Auch wenn die Taxis in diesen Tagen keine syrischen Fahrgäste mehr über die Grenze befördern, und auf den Sitzen nur noch Äpfel, Orangen und Gläser mit Tomatenmark transportieren, hat der Zustrom syrischer Flüchtlinge nach Jordanien in den vergangenen Wochen zugenommen. Vor allem junge Männer schleichen sich nachts nach Jordanien. Immer wieder schießen syrische Soldaten auf die Flüchtenden. Doch die Armee kann die kaum befestigte Grenze nicht vollständig zu überwachen. Mittlerweile kommen nicht mehr nur Syrer aus Daraa, sondern auch aus weiter entfernten Städten, wie dem umkämpften Homs, nach Jordanien. Angesichts der wachsenden Flüchtlingszahlen nahm am Donnerstag die Regierung in Amman zum ersten Mal in diesem Jahr offiziell Stellung: Seit Beginn der Unruhen seien 73.000 Syrer nach Jordanien gekommen, teilte Informationsminister Rakan Madschali mit. Zwischen der syrischen Grenze und Mafraq wird gerade ein erstes Flüchtlingslager errichtet. Zwei weitere sind in Planung; eines davon bei Ramtha.

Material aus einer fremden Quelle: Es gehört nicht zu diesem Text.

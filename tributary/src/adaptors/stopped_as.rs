//! Adaptors that reify the stopped channel: `stopped_as_optional`,
//! `stopped_as_error`.

use core::marker::PhantomData;

use headwater::{erased::AnyScheduler, Channel, Env, Error, Receiver, Sender};

/// Maps value completions to `Some(value)` and stopped to `set_value(None)`.
pub fn stopped_as_optional<C: Sender>(child: C) -> StoppedAsOptional<C> {
	StoppedAsOptional { child }
}

/// Maps the stopped completion to `set_error(error)`.
pub fn stopped_as_error<C: Sender>(child: C, error: impl Into<Error>) -> StoppedAsError<C> {
	StoppedAsError {
		child,
		error: error.into(),
	}
}

#[derive(Clone, Debug)]
pub struct StoppedAsOptional<C> {
	child: C,
}

impl<C: Sender> Sender for StoppedAsOptional<C> {
	type Value = Option<C::Value>;

	type Operation<R> = C::Operation<OptionalReceiver<C::Value, R>>
	where
		R: Receiver<Option<C::Value>>;

	fn connect<R>(self, receiver: R) -> Self::Operation<R>
	where
		R: Receiver<Option<C::Value>>,
	{
		self.child.connect(OptionalReceiver {
			receiver,
			_marker: PhantomData,
		})
	}

	fn completion_scheduler(&self, channel: Channel) -> Option<AnyScheduler> {
		// Value completions may also originate from the child's stopped
		// channel; only the untouched error channel keeps its advertisement.
		match channel {
			Channel::Error => self.child.completion_scheduler(Channel::Error),
			Channel::Value | Channel::Stopped => None,
		}
	}
}

pub struct OptionalReceiver<T, R> {
	receiver: R,
	_marker: PhantomData<fn(T)>,
}

impl<T, R> Receiver<T> for OptionalReceiver<T, R>
where
	T: Send + 'static,
	R: Receiver<Option<T>>,
{
	fn set_value(self, value: T) {
		self.receiver.set_value(Some(value));
	}

	fn set_error(self, error: Error) {
		self.receiver.set_error(error);
	}

	fn set_stopped(self) {
		self.receiver.set_value(None);
	}

	fn env(&self) -> Env {
		self.receiver.env()
	}
}

#[derive(Clone, Debug)]
pub struct StoppedAsError<C> {
	child: C,
	error: Error,
}

impl<C: Sender> Sender for StoppedAsError<C> {
	type Value = C::Value;

	type Operation<R> = C::Operation<StopToErrorReceiver<C::Value, R>>
	where
		R: Receiver<C::Value>;

	fn connect<R>(self, receiver: R) -> Self::Operation<R>
	where
		R: Receiver<C::Value>,
	{
		self.child.connect(StopToErrorReceiver {
			receiver,
			error: self.error,
			_marker: PhantomData,
		})
	}

	fn completion_scheduler(&self, channel: Channel) -> Option<AnyScheduler> {
		// Error completions may also originate from the child's stopped
		// channel; only the untouched value channel keeps its advertisement.
		match channel {
			Channel::Value => self.child.completion_scheduler(Channel::Value),
			Channel::Error | Channel::Stopped => None,
		}
	}
}

pub struct StopToErrorReceiver<T, R> {
	receiver: R,
	error: Error,
	_marker: PhantomData<fn(T)>,
}

impl<T, R> Receiver<T> for StopToErrorReceiver<T, R>
where
	T: Send + 'static,
	R: Receiver<T>,
{
	fn set_value(self, value: T) {
		self.receiver.set_value(value);
	}

	fn set_error(self, error: Error) {
		self.receiver.set_error(error);
	}

	fn set_stopped(self) {
		self.receiver.set_error(self.error);
	}

	fn env(&self) -> Env {
		self.receiver.env()
	}
}
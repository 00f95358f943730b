//! Scheduler affinity and the run loop's completion rules.

use std::{
	pin::pin,
	thread::{self, ThreadId},
};

use tributary::{
	env::GetStopToken, just, schedule, start_on, sync_wait, transfer_just, Env, OperationState,
	RunLoop, Sender, SenderExt, StopSource,
};

mod _receiver;
use _receiver::{recording, Seen};

fn on_dedicated_thread<T: Send + 'static>(
	work: impl FnOnce(RunLoop) -> T,
) -> (T, ThreadId) {
	let run_loop = RunLoop::new();
	let driver = {
		let run_loop = run_loop.clone();
		thread::spawn(move || {
			let id = thread::current().id();
			run_loop.run();
			id
		})
	};
	let result = work(run_loop.clone());
	run_loop.finish();
	let id = driver.join().unwrap();
	(result, id)
}

#[test]
fn continue_on_completes_on_the_target_context() {
	let (observed, driver) = on_dedicated_thread(|run_loop| {
		sync_wait(
			just(())
				.continue_on(run_loop.scheduler())
				.then(|()| thread::current().id()),
		)
		.unwrap()
		.unwrap()
	});
	assert_eq!(observed, driver);
}

#[test]
fn then_does_not_reschedule() {
	// Without an explicit hop, the mapping runs on the thread the child
	// completed on.
	let here = thread::current().id();
	let observed = sync_wait(just(()).then(|()| thread::current().id()))
		.unwrap()
		.unwrap();
	assert_eq!(observed, here);
}

#[test]
fn start_on_runs_the_sender_on_the_scheduler() {
	let (observed, driver) = on_dedicated_thread(|run_loop| {
		sync_wait(start_on(
			&run_loop.scheduler(),
			just(()).then(|()| thread::current().id()),
		))
		.unwrap()
		.unwrap()
	});
	assert_eq!(observed, driver);
}

#[test]
fn transfer_just_is_continue_on_over_just() {
	let (observed, driver) = on_dedicated_thread(|run_loop| {
		sync_wait(
			transfer_just(run_loop.scheduler(), ()).then(|()| thread::current().id()),
		)
		.unwrap()
		.unwrap()
	});
	assert_eq!(observed, driver);
}

#[test]
fn the_run_loop_is_fifo() {
	let run_loop = RunLoop::new();
	let scheduler = run_loop.scheduler();
	let order = std::sync::Arc::new(std::sync::Mutex::new(Vec::new()));

	let mut operations: Vec<std::pin::Pin<Box<dyn OperationState>>> = Vec::new();
	for index in 0..4 {
		let order = order.clone();
		let (receiver, _) = recording::<()>(Env::new());
		let sender = schedule(&scheduler).then(move |()| order.lock().unwrap().push(index));
		operations.push(Box::pin(sender.connect(receiver)));
	}
	for operation in &mut operations {
		operation.as_mut().start();
	}
	run_loop.finish();
	run_loop.run();
	// Tasks complete in the order their operations were started.
	assert_eq!(*order.lock().unwrap(), [0, 1, 2, 3]);
}

#[test]
fn a_stopped_receiver_is_not_scheduled_into() {
	// Stop is checked at dequeue time: the task completes stopped instead
	// of running on the loop.
	let run_loop = RunLoop::new();
	let source = StopSource::new();
	let (receiver, seen) =
		recording::<()>(Env::new().with::<GetStopToken>(source.token()));
	let mut operation = pin!(schedule(&run_loop.scheduler()).connect(receiver));
	operation.as_mut().start();
	source.request_stop();
	run_loop.finish();
	run_loop.run();
	assert_eq!(*seen.lock().unwrap(), [Seen::Stopped]);
}

#[test]
fn scheduling_onto_a_finished_loop_completes_stopped() {
	let run_loop = RunLoop::new();
	run_loop.finish();
	let (receiver, seen) = recording::<()>(Env::new());
	let mut operation = pin!(schedule(&run_loop.scheduler()).connect(receiver));
	operation.as_mut().start();
	assert_eq!(*seen.lock().unwrap(), [Seen::Stopped]);
}
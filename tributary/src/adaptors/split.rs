//! `split`: share one computation among any number of consumers.
//!
//! The handle is clonable; every clone connects to the same underlying
//! child, which is started by the first consumer to start. Each consumer
//! observes a clone of the one buffered completion.

use std::sync::Arc;

use headwater::{Receiver, Sender};

use crate::adaptors::shared::{cloned_completion, consumer, SharedConsumer, SharedState};

/// Shares `sender` among any number of consumers; the child starts on the
/// first downstream `start`.
pub fn split<S>(sender: S) -> Split<S>
where
	S: Sender,
	S::Value: Clone,
{
	Split {
		state: SharedState::new(sender),
	}
}

pub struct Split<S: Sender>
where
	S::Value: Clone,
{
	state: Arc<SharedState<S>>,
}

impl<S: Sender> Clone for Split<S>
where
	S::Value: Clone,
{
	fn clone(&self) -> Self {
		self.state.attach();
		Self {
			state: self.state.clone(),
		}
	}
}

impl<S: Sender> Drop for Split<S>
where
	S::Value: Clone,
{
	fn drop(&mut self) {
		self.state.detach();
	}
}

impl<S> Sender for Split<S>
where
	S: Sender,
	S::Value: Clone,
{
	type Value = S::Value;

	type Operation<R> = SharedConsumer<S, R>
	where
		R: Receiver<S::Value>;

	fn connect<R>(self, receiver: R) -> SharedConsumer<S, R>
	where
		R: Receiver<S::Value>,
	{
		// The consumer state takes its own watcher reference; the handle's
		// is released when `self` drops at the end of this call.
		consumer(&self.state, receiver, cloned_completion::<S>)
	}
}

Die meisten Syrer verzichten darauf, sich offiziell registrieren zu lassen. Sie fürchteten, dass die syrische Regierung von ihrer Flucht erfährt und ihre Verwandten bestraft. So haben sich beim UN-Flüchtlingshochkommissariat UNHCR bisher nur 3800 Syrer gemeldet. Aber auch die UN-Mitarbeiter beobachten eine deutliche Zunahme: In den vergangenen vier Wochen waren es 800 Neuzugänge, so viele wie noch nie zuvor. Wie Abu Muhammad ziehen es die meisten Syrer vor, bei Verwandten unterzukommen oder sich ein paar Zimmer zu mieten. In Ramtha und in der benachbarten Provinzhauptstadt Mafraq werden deshalb schon die Wohnungen knapp. Dabei müssen Familien wie die von Abu Muhammad viel Geld für wenig Wohnraum zahlen. Zusammen mit seinen 15 Verwandten lebt er auf weniger als 30 Quadratmetern. Alle zusammen müssen sie sich eine Toilette teilen. Am Abend zuvor hatten in dem Haus zwei neue Familien aus Daraa angeklopft und verzweifelt gefragt, ob noch Platz für sie sei. Sie mussten weiterziehen.